Yang menjadi kekhawatiran banyak pihak adalah penanganan secara serius terhadap
permasalahan ini. Saya yakin jauh sebelum pelaksanaan UN,pihak sekolah telah
mengantisifasi hal ini. Selain mempersiapkan siswa menghadapi UN,sekolah juga
tak bosan-bosannya mengingatkan pada siswa agar apa yang sudah menjadi tradisi
sebagian remaja ini tidak terjadi pada anak didik mereka.
UN yang
merupakan hajatan dinas kependidikan setiap tahunnya,sudah dipersiapkan
sedemikian rupa oleh tenaga-tenaga pendidikan yang berhadapan langsung dengan
siswa di lapangan. Berbagai kegiatan yang membentuk karakter positif anak kian
hari kian digalakkan,bahkan sejak mereka tercatat sebagai siswa baru disekolah
tersebut. Selain menegakkan disiplin,seperti datang dan pulang tepat
waktu,mengenakan seragam sesuai dengan ketentuan sekolah,pihak sekolah juga
sudah banyak yang menerapkan program PPC (Program Pagi Ceria). Disini siswa
menjalin interaksi dengan seluruh guru yang ada di sekolah. Dengan menyapa
anak-anak yang sudah siap belajar di gerbang sekolah,selain membuat perasaan
senang pada siswa (karena kehadirannya di sekolah disambut lanyaknya tamu)

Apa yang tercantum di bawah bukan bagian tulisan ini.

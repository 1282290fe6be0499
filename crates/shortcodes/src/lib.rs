//! Shortcode compiler.
//!
//! Compiles WordPress-style shortcodes embedded in text,
//! `[tag attr="value"]body[/tag]`, by dispatching each tag to a registered
//! handler and splicing its output back into the text.
//!
//! # Architecture
//!
//! - [`TagMatcher`]: scans text for self-closing, paired and escaped tags
//! - [`parse_attributes`]: splits raw attribute text into positional and
//!   named [`Attributes`]
//! - [`Shortcode`] / [`Handler`]: the handler capability (`name`, `cast`,
//!   `output`)
//! - [`Registry`]: tag name to handler lookup, either a fixed
//!   [`StaticRegistry`] or a lazily discovered [`CachedRegistry`]
//! - [`Compiler`]: runs the matcher and dispatches every match
//!
//! # Syntax
//!
//! | Input | Meaning |
//! |---|---|
//! | `[name a b=c]` | tag with positional `a` and named `b` |
//! | `[name /]` | self-closing tag |
//! | `[name]body[/name]` | paired tag |
//! | `[[name]]` | escaped, renders as `[name]` |
//!
//! Tags without a handler are left unchanged.
//!
//! # Example
//!
//! ```
//! use shortcodes::{Attributes, Compiler, HandlerError, Shortcode, StaticRegistry};
//!
//! struct Link;
//!
//! impl Shortcode for Link {
//!     type Attrs = Attributes;
//!
//!     fn name(&self) -> &str { "link" }
//!
//!     fn output(&self, attrs: Option<Attributes>, body: Option<&str>) -> Result<String, HandlerError> {
//!         let attrs = attrs.unwrap_or_default();
//!         let href = attrs.positional(0).unwrap_or("#");
//!         Ok(format!(r#"<a href="{href}">{}</a>"#, body.unwrap_or(href)))
//!     }
//! }
//!
//! let compiler = Compiler::new(StaticRegistry::new().with(Link));
//! let html = compiler.compile("See [link https://example.com]the docs[/link].").unwrap();
//! assert_eq!(html, r#"See <a href="https://example.com">the docs</a>."#);
//! ```

mod attributes;
mod cast;
mod compiler;
pub mod dispatch;
mod handler;
mod matcher;
mod registry;

pub use attributes::{AttributeError, Attributes, parse_attributes};
pub use cast::{DateParser, UtcDateParser, to_bool};
pub use compiler::{CompileError, Compiler, CompilerConfig, compile_with};
pub use handler::{CastAttributes, FromAttributes, Handler, HandlerError, Shortcode};
pub use matcher::{TagMatch, TagMatcher};
pub use registry::{CachedRegistry, HandlerProvider, ProviderError, Registry, StaticRegistry};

mereka merasa dihargai dan guru juga bisa mengetahui kondisi siswanya pada saat
itu. Anak yang sedang dalam masalah,bisa ditangani sedini mungkin sebelum ia
siap ke kelas untuk belajar.
Setiap
tahun ajaran baru guru membentuk Pokjar (Kelompok Belajar) yang bukan sekedar
kelompok belajar biasa. Dalam Pokjar ini hendaknya melibatkan peran serta orang
tua siswa untuk mengawasi kegiatan anaknya dalam mengerjakan tugas-tugas
sekolah. Pokjar yang dibentuk diresmikan dan diketahui pihak sekolah dan
komite. Pokjar dibentuk dengan mengutamakan silaturahmi antar orang tua peserta
didik. Anak yang ditinggal dilingkungan yang berdekatan,dibuat satu
kelompok,orang tua yang mempunyai fasilitas untuk menampung siswa sebayak 6-7
orang dipercaya sebagai ketuanya. Kemudian orang tua ini akan memberikan
laporan kepada sekolah melalui wali kelas,apa saja yang dilakukan siswa,tugas
apa yang dikerjakan,siapa yang tidak hadir pada waktu itu,siapa yang tidak bisa
menyelesaikan tugas dengan baik,untuk mendapat tindak lanjut dari walikelas dan
guru BP nya.
Pembinaan
secara individu oleh walikelasnya pada anak-anak yang terlihat cenderung
mengarah pada hal-hal yang bersifat negative. Dalam hal ini,guru bisa melakukan
kerjasama dengan orang tua,sharing diantara keduanya dapat membantu penanganan
siswa sejak dini. Dengan catatan,wali murid harus jujur pada guru tentang apa
dan bagaimana prilaku anak dirumah. Tidak ada unsur menutup-nutupin kenakalan
anak.
Kegitan
Ektrakulikuler yang dikembangkan memperhatikan bakat dan kepeminatan siswa
disekolah masing-masing,sehingga tidak ada perasaan terpaksa pada diri mereka
ketika mereka harus memilih salah satu Ekskul yang ada di sekolah.
Menjalin
hubungan kekeluargaan dengan para alumni juga merupakan hal yang bisa
menumbuhkan motivasi pada diri siswa. Seperti Ikatan Alumni SMPN 84 Jakarta
yang selalu siap mendampingi dan mengikuti kegiatan sekolah untuk memotivasi
generasinya. Mereka rutin mengadakan bakti social,santunan anak yatim setiap
idul fitri,penyembelihan kurban di hari raya idhul adha,dan memberikan
penghargaan pada siswa yang meraih peringkat sepuluh besar pararel setiap
tahunnya. Para alumni yang telah sukses dalam bidang pekerjaannya menjadi
donator tetap pada setiap kegiatan siswa untuk menunjang kemajuan mereka di
bidang pendidikan.
Kebijakan
pemerintah yang menerima siswa dari jalur local sebesar 45% salah satunya
adalah memberikan kesempatan pada warga yang berada disekitar sekolah untuk
memperoleh pendidikan yang lebih dekat dari tempat tinggalnya. Selain untuk
mengurangi kemacetan,mempermudah para orang tua untuk melakukan pengawasan pada
putra putrinya. Tidak dipungkiri,lingkungan sekolah merupakan tempat yang strategis
bagi kalangan pengusaha untuk membuka warnet,kafe dengan fasilitass wifi,atau
tempat tempat nongkrong lainnya seperti studio music dll. Dengan demikian,peluang siswa untuk
nongkrong di tempat tempat tersebut akan lebih terpantau.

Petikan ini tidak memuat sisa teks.